A. Gejala Utama (Main Symptoms)
- Pertumbuhan yang tidak normal, dapat melebihi ukuran normal atau
lebih kecil dari ukuran normal
- Perubahan warna, baik pada daun, batang, akar, buah, bunga.
- Matinya jaringan, bagian-bagian tanaman menjadi mengering
- Layunya bagian dari tubuh tanaman
B. Gejala Lapangan (Field Symptoms)
- Layunya tanaman secara keseluruhan
- Nekrosis (matinya jaringan)
- Perforasi (berlubang)-nya daun
- Gall (bengkak) atau bintil dan bisul
- Kanker
- Bercak daun
- Busuk basah, berair dan busuknya jaringan
- Busuk kering, busuknya jaringan tetapi kering
- Malformation (perubahan bentuk)
- Oedeem, batang mengalami pembengkakan
- Mummifikasi, kondisi seperti mumi, rapuh dan kering
- Daun mengeriting atau bergelombang
- Erinose, keluarnya cairan dari kulit batang
- Hexeem bezem, cabang-cabang tak berkembang dan pendek seperti sapu
- Kerdil
Dari segi ekonomi, tanaman adalah penghasil bahan-bahan yang berguna bagi manusia, sehingga dari segi ini penyakit tanaman adalah ketidakmampuan tanaman menghasilkan bahan yang dibutuhkan manusia sehingga manusia mengalami kerugian. Dari uraian diatas, tanaman/pohon yang sakit dapat didefinisikan sebagai tanaman/pohon yang mengalami gangguan fisiologis yang disebabkan oleh penyebab penyakit yaitu pathogen yang kemudian gangguan ini dimunculkan dalam bentuk gejala dan dimana kejadian ini secara ekonomis merugikan manusia. Dan kemudian yang menjadi pertanyaan adalah bagaimana tanaman itu menjadi sakit?
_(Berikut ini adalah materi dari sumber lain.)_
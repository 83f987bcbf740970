//! Execution of a rule's actions, including splitting a transaction into
//! child transactions whose amounts add up exactly to the parent amount.
use std::collections::BTreeMap;

use serde_json::Value;
use tracing::{debug, warn};

use crate::action::{Action, MAX_SPLIT_INDEX, SplitMethod};
use crate::datatype::{js_round, json_amount};
use crate::error::SplitError;
use crate::record::{Record, SUBTRANSACTIONS};

// copied from the parent into every child
const INHERITED_FIELDS: [&str; 5] = ["account", "date", "cleared", "reconciled", "payee"];

#[derive(Debug, Clone, Copy, PartialEq, Eq)]
pub struct ExecOptions {
    pub splits_enabled: bool,
}

impl Default for ExecOptions {
    fn default() -> Self {
        Self {
            splits_enabled: true,
        }
    }
}

/// Applies parent-scope actions to a copy of `transaction`, then, when child
/// actions are present, splits it.
pub fn execute_actions(actions: &[Action], transaction: &Record, options: &ExecOptions) -> Record {
    let (child_actions, parent_actions): (Vec<&Action>, Vec<&Action>) =
        actions.iter().partition(|a| a.split_index().is_some());
    let mut parent = transaction.clone();
    for action in &parent_actions {
        action.exec(&mut parent);
    }
    if child_actions.is_empty() || !options.splits_enabled || parent.is_child() {
        return parent;
    }
    match allocate(&parent, &child_actions) {
        Ok(children) => roll_up(parent, children),
        Err(e) => {
            warn!(
                transaction = parent.id().unwrap_or_default(),
                error = %e,
                "declining to split transaction"
            );
            parent
        }
    }
}

fn make_child(parent: &Record, index: usize) -> Record {
    let parent_id = parent.id().unwrap_or_default();
    let mut child = Record::new();
    child.set("id", Value::String(format!("{parent_id}/{index}")));
    child.set("amount", Value::from(0));
    for field in INHERITED_FIELDS {
        if let Some(value) = parent.get(field) {
            child.set(field, value.clone());
        }
    }
    child.set("is_child", Value::Bool(true));
    child.set(
        "parent_id",
        parent.get("id").cloned().unwrap_or(Value::Null),
    );
    child
}

/// Builds the children for a split. Child `n` in the result carries split
/// index `n + 1`. When no remainder split is declared, a trailing child takes
/// any leftover amount; a leftover of zero adds no child.
pub fn allocate(parent: &Record, child_actions: &[&Action]) -> Result<Vec<Record>, SplitError> {
    let split_count = child_actions
        .iter()
        .filter_map(|a| a.split_index())
        .max()
        .unwrap_or(0);
    if split_count > MAX_SPLIT_INDEX {
        return Err(SplitError::TooManySplits(split_count));
    }
    let mut children: Vec<Record> = (1..=split_count).map(|i| make_child(parent, i)).collect();

    let mut fixed: BTreeMap<usize, i64> = BTreeMap::new();
    let mut percents: Vec<(usize, f64)> = Vec::new();
    let mut remainders: Vec<usize> = Vec::new();
    for action in child_actions {
        let Some(index) = action.split_index() else {
            continue;
        };
        let child = &mut children[index - 1];
        match action.split_method() {
            None => action.exec(child),
            Some(SplitMethod::FixedAmount) => {
                let amount = json_amount(action.value()).unwrap_or(0);
                child.set("amount", Value::from(amount));
                fixed.insert(index, amount);
            }
            Some(SplitMethod::FixedPercent) => {
                percents.push((index, action.value().as_f64().unwrap_or(0.0)));
            }
            Some(SplitMethod::Remainder) => {
                if !remainders.contains(&index) {
                    remainders.push(index);
                }
            }
        }
    }
    // the rounding residual lands on the highest remainder index
    remainders.sort_unstable();

    let total_fixed = fixed
        .values()
        .try_fold(0i64, |acc, a| acc.checked_add(*a))
        .ok_or(SplitError::Overflow)?;
    let parent_amount = parent.amount();
    if fixed.len() == split_count {
        if let Some(expected) = parent_amount.filter(|a| *a != total_fixed) {
            return Err(SplitError::Unreconciled {
                expected,
                allocated: total_fixed,
            });
        }
    }

    let remaining = parent_amount
        .unwrap_or(total_fixed)
        .checked_sub(total_fixed)
        .ok_or(SplitError::Overflow)?;
    let mut left = remaining;
    for (index, percent) in percents {
        let amount = js_round(remaining as f64 * percent / 100.0);
        children[index - 1].set("amount", Value::from(amount));
        left = left.checked_sub(amount).ok_or(SplitError::Overflow)?;
    }

    if remainders.is_empty() {
        if left != 0 {
            let mut trailing = make_child(parent, split_count + 1);
            trailing.set("amount", Value::from(left));
            children.push(trailing);
        }
    } else {
        let n = remainders.len() as i64;
        let share = js_round(left as f64 / n as f64);
        let last = share
            .checked_mul(n - 1)
            .and_then(|spread| left.checked_sub(spread))
            .ok_or(SplitError::Overflow)?;
        for (k, index) in remainders.iter().enumerate() {
            let amount = if k as i64 == n - 1 { last } else { share };
            children[index - 1].set("amount", Value::from(amount));
        }
    }
    children_total(&children).ok_or(SplitError::Overflow)?;
    debug!(children = children.len(), remaining, "split allocated");
    Ok(children)
}

fn children_total(children: &[Record]) -> Option<i64> {
    let total: i128 = children.iter().filter_map(Record::amount).map(i128::from).sum();
    i64::try_from(total).ok()
}

fn roll_up(mut parent: Record, children: Vec<Record>) -> Record {
    let total = children_total(&children).unwrap_or_default();
    parent.set("is_parent", Value::Bool(true));
    parent.set("amount", Value::from(total));
    parent.set(
        SUBTRANSACTIONS,
        Value::Array(children.into_iter().map(Record::into_value).collect()),
    );
    parent
}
Hal inilah yang akan dibahas dalam makalah ini yaitu konsep bagaiamana tanaman dapat menjadi sakit.

2. PERKEMBANGAN PENYAKIT PADA TANAMAN

Konsep timbulnya suatu penyakit semakin berkembang seiring dengan berkembangnya ilmu penyakit tumbuhan, pada awalnya para pakar yang dipelopori oleh DeBary menujuk pathogen sebagai penyebab penyakit yang utama, selanjutnya diketahui bahwa dalam berbagai buku teks mengenai penyakit tumbuhan umunya dianut konsep segitiga penyakit (disease triangle) seperti antara lain dikemukan oleh Blanchard dan Tattar (1981). Ketiga komponen penyakit tersebut adalah inang, pathogen dan lingkungan. Kemudian berkembang sebuah konsep yang dasari pemikiran bahwa manusia ikut berperan dalam timbulnya suatu penyakit tumbuhan karena manusia dapat memberikan pengaruh terhadap pathogen dan tanaman inang itu sendiri serta kondisi lingkungan dimana tanaman itu tumbuh, konsep ini dikenal dengan segi empat penyakit atau (disease squaire) dimana manusia dimasukkan sebagai salah satu faktor dalam komponen timbulnya penyakit. Beberapa faktor komponen dalam penyakit ini selanjutnya dapat diuraikan kembali sehingga konsep timbunya suatu penyakit semakin berkembang dan semakin komplek.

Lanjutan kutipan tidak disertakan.